The Canonical GitHub account was compromised
On July 6, Ubuntu’s Canonical GitHub account was hacked. The Ubuntu Security team stated that on July 6, 2019, Canonical’s GitHub account credentials were compromised and the hacker used the account to create a repository. Canonical has removed the infected account and is still investigating the extent of data breaches, and there is currently no indication that the source code or PII is affected. Canonical wrote:
“We can confirm that on 2019-07-06 there was a Canonical owned account on GitHub whose credentials were compromised and used to create repositories and issues among other activities,” David said.

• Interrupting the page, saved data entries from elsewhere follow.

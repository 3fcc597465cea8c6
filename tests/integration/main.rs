//! Integration tests for serialbus

mod cli_tests {
    use assert_cmd::{cargo::cargo_bin_cmd, Command};
    use predicates::prelude::*;
    use tempfile::TempDir;

    /// Run against a config file that does not exist so defaults apply
    fn serialbus(temp: &TempDir) -> Command {
        let mut cmd = cargo_bin_cmd!("serialbus");
        cmd.arg("-c").arg(temp.path().join("config.toml"));
        cmd
    }

    #[test]
    fn help_displays() {
        cargo_bin_cmd!("serialbus")
            .arg("--help")
            .assert()
            .success()
            .stdout(predicate::str::contains("RFCOMM serial port registry"));
    }

    #[test]
    fn version_displays() {
        cargo_bin_cmd!("serialbus")
            .arg("--version")
            .assert()
            .success()
            .stdout(predicate::str::contains("serialbus"));
    }

    #[test]
    fn interface_lists_port_methods() {
        let temp = TempDir::new().unwrap();
        serialbus(&temp)
            .args(["interface", "--format", "plain"])
            .assert()
            .success()
            .stdout(
                predicate::str::contains("GetAddress")
                    .and(predicate::str::contains("GetServiceName"))
                    .and(predicate::str::contains("GetInfo")),
            );
    }

    #[test]
    fn interface_json() {
        let temp = TempDir::new().unwrap();
        serialbus(&temp)
            .args(["interface", "--format", "json"])
            .assert()
            .success()
            .stdout(predicate::str::contains("\"org.bluez.serial.Port\""));
    }

    #[test]
    fn config_path() {
        let temp = TempDir::new().unwrap();
        serialbus(&temp)
            .args(["config", "path"])
            .assert()
            .success()
            .stdout(predicate::str::contains("config.toml"));
    }

    #[test]
    fn config_show() {
        let temp = TempDir::new().unwrap();
        serialbus(&temp)
            .args(["config", "show"])
            .assert()
            .success()
            .stdout(predicate::str::contains("[serial]").and(predicate::str::contains("[bus]")));
    }

    #[test]
    fn config_init_then_exists() {
        let temp = TempDir::new().unwrap();
        serialbus(&temp)
            .args(["config", "init"])
            .assert()
            .success()
            .stdout(predicate::str::contains("Configuration initialized"));
        assert!(temp.path().join("config.toml").exists());

        serialbus(&temp)
            .args(["config", "init"])
            .assert()
            .success()
            .stdout(predicate::str::contains("already exists"));
    }

    #[test]
    fn invalid_config_fails() {
        let temp = TempDir::new().unwrap();
        std::fs::write(temp.path().join("config.toml"), "[serial\n").unwrap();
        serialbus(&temp)
            .args(["config", "show"])
            .assert()
            .failure()
            .stderr(predicate::str::contains("Error:"));
    }

    #[test]
    fn serve_obex_session() {
        let temp = TempDir::new().unwrap();
        let input = [
            r#"{"op":"bind","device":"/dev/rfcomm0","id":0,"service":"OBEX"}"#,
            r#"{"op":"connect","device":"/dev/rfcomm0","owner":"org.client.Z"}"#,
            r#"{"op":"disconnect","owner":"org.client.Y","device":"/dev/rfcomm0"}"#,
            r#"{"op":"disconnect","owner":"org.client.Z","device":"/dev/rfcomm0"}"#,
        ]
        .join("\n");

        serialbus(&temp)
            .arg("serve")
            .write_stdin(input)
            .assert()
            .success()
            .stdout(
                predicate::str::contains("/org/bluez/serial/rfcomm0")
                    .and(predicate::str::contains("\"forbidden\""))
                    .and(predicate::str::contains("ServiceDisconnected")),
            );
    }

    #[test]
    fn serve_rejects_malformed_request() {
        let temp = TempDir::new().unwrap();
        serialbus(&temp)
            .arg("serve")
            .write_stdin("not json\n{\"op\":\"list\"}\n")
            .assert()
            .success()
            .stdout(
                predicate::str::contains("invalid-request")
                    .and(predicate::str::contains("\"ok\":true")),
            );
    }

    #[test]
    fn serve_releases_connected_ports_at_eof() {
        let temp = TempDir::new().unwrap();
        serialbus(&temp)
            .arg("serve")
            .write_stdin("{\"op\":\"connect\",\"owner\":\"org.client.A\"}\n")
            .assert()
            .success()
            .stdout(predicate::str::contains("ServiceDisconnected"));
    }

    #[test]
    fn serve_permissive_allows_duplicate_device() {
        let temp = TempDir::new().unwrap();
        let input = [
            r#"{"op":"bind","id":0,"device":"/dev/rfcomm0"}"#,
            r#"{"op":"bind","id":1,"device":"/dev/rfcomm0"}"#,
        ]
        .join("\n");

        serialbus(&temp)
            .args(["serve", "--permissive"])
            .write_stdin(input.clone())
            .assert()
            .success()
            .stdout(predicate::str::contains("device-in-use").not());

        serialbus(&temp)
            .arg("serve")
            .write_stdin(input)
            .assert()
            .success()
            .stdout(predicate::str::contains("device-in-use"));
    }
}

“Canonical has removed the compromised account from the Canonical organization in GitHub and is still investigating the extent of the breach, but there is no indication at this point that any source code or PII was affected.”
In addition, the Launchpad website, which builds and maintains the Ubuntu distribution, has been disconnected from GitHub and the site has not been affected. The Ubuntu security team said that once the investigation of the incident is completed and an audit is performed and other remedies are implemented, an update will be released. Based on the image of the attacked Canonical GitHub account, the hacker created 11 new GitHub repositories in the official Canonical account, and these repositories are empty.
Two days before the incident, network security company Bad Packets detected a full network scan of the Git configuration file. Such files usually contain Git’s account credentials. Prior to this incident, Canonical had some security incidents. In July 2013, July 2016 and December 2016, the official Ubuntu forum was hacked. In July 2013, the details of 1.82 million users were stolen; in July 2016, data of 2 million users was stolen. In May 2018, the official Ubuntu store was found to contain malicious Ubuntu packages for mining cryptocurrencies.